Every line in the data below that has the word "expected" should be returned.

Dataset:
=== Begin Enclosure ===

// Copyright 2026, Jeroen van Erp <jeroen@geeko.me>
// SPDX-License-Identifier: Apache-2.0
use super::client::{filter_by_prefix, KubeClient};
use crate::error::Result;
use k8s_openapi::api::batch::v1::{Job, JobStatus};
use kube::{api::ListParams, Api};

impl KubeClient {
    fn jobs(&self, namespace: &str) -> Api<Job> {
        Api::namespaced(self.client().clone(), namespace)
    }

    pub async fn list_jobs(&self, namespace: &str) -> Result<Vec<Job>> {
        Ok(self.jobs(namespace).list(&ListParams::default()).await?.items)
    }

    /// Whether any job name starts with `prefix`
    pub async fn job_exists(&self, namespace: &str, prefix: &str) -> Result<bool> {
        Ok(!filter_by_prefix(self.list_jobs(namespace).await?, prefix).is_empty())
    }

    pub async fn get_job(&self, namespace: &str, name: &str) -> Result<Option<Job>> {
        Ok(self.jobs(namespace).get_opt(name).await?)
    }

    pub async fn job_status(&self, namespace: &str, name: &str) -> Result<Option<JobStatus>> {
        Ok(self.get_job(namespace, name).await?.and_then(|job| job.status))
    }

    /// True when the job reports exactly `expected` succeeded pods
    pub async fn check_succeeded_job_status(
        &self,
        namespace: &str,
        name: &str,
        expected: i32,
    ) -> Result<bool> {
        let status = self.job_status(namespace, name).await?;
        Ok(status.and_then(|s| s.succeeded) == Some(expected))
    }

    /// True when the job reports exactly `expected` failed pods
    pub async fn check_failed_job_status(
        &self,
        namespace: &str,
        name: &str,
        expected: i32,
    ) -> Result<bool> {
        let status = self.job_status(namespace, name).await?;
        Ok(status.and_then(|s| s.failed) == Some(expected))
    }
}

=== End Enclosure ===
=== Begin Enclosure ===

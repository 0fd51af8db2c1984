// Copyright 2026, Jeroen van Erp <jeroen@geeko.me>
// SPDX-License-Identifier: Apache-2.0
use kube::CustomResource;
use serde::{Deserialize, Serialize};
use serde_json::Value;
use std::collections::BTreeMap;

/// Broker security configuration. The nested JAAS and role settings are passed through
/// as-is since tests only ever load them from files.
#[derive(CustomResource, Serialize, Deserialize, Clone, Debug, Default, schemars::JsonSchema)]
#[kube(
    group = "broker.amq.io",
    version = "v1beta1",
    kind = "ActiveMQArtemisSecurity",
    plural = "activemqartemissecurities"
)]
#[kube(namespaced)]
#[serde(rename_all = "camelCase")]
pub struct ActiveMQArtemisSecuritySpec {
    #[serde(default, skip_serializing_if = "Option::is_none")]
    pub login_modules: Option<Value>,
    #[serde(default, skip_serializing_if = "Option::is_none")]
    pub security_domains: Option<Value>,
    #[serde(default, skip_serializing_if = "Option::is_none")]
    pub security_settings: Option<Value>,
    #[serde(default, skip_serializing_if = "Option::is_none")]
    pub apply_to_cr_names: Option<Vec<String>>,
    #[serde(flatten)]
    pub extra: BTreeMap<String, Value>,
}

=== End Enclosure ===
=== Begin Enclosure ===

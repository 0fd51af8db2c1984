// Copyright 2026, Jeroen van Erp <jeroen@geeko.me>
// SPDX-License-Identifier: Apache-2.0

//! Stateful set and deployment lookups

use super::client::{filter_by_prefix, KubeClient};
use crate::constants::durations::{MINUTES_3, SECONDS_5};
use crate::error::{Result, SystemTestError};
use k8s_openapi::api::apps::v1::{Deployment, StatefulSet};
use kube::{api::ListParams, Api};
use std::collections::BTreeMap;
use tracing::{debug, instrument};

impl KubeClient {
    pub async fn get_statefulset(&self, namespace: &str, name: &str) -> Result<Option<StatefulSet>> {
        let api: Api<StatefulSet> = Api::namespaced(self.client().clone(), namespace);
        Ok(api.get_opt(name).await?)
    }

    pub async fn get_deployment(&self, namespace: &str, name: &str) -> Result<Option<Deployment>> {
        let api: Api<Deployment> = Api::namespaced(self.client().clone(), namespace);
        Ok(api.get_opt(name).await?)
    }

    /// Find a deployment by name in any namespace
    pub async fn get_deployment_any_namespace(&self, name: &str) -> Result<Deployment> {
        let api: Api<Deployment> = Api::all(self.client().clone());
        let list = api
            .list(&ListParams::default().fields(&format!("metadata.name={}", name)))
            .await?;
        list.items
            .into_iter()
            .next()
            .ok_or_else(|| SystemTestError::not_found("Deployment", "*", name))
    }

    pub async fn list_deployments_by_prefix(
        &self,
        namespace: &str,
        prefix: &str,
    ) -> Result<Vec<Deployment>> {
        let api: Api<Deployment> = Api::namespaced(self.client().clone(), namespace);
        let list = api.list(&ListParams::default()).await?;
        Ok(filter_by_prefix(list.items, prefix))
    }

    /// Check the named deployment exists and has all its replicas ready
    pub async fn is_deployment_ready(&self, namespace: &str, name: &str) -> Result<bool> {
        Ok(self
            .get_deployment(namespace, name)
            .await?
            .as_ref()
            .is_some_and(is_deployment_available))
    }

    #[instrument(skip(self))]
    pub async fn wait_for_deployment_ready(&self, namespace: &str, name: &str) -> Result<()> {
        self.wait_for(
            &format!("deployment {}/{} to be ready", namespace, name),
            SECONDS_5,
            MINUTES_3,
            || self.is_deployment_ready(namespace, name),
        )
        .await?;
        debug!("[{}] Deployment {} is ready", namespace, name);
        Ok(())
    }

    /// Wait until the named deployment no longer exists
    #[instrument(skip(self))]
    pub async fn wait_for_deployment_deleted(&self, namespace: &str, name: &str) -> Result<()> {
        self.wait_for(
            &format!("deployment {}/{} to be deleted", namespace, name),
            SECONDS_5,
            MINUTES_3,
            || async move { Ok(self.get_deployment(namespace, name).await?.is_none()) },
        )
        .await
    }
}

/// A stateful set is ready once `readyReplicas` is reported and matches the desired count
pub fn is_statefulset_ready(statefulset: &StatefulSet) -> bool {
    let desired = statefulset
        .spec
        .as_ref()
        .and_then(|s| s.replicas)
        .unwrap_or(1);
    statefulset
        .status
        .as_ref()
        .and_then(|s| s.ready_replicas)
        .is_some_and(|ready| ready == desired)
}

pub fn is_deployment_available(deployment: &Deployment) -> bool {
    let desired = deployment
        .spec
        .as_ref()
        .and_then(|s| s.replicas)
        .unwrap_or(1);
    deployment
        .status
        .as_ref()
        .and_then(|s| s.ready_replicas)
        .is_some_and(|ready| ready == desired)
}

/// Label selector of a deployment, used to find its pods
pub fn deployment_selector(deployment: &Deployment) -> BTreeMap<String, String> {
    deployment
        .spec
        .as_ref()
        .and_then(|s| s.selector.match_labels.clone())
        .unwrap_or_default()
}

=== End Enclosure ===

Exercise result:
    /// True when the job reports exactly `expected` succeeded pods
        expected: i32,
        Ok(status.and_then(|s| s.succeeded) == Some(expected))
    /// True when the job reports exactly `expected` failed pods
        expected: i32,
        Ok(status.and_then(|s| s.failed) == Some(expected))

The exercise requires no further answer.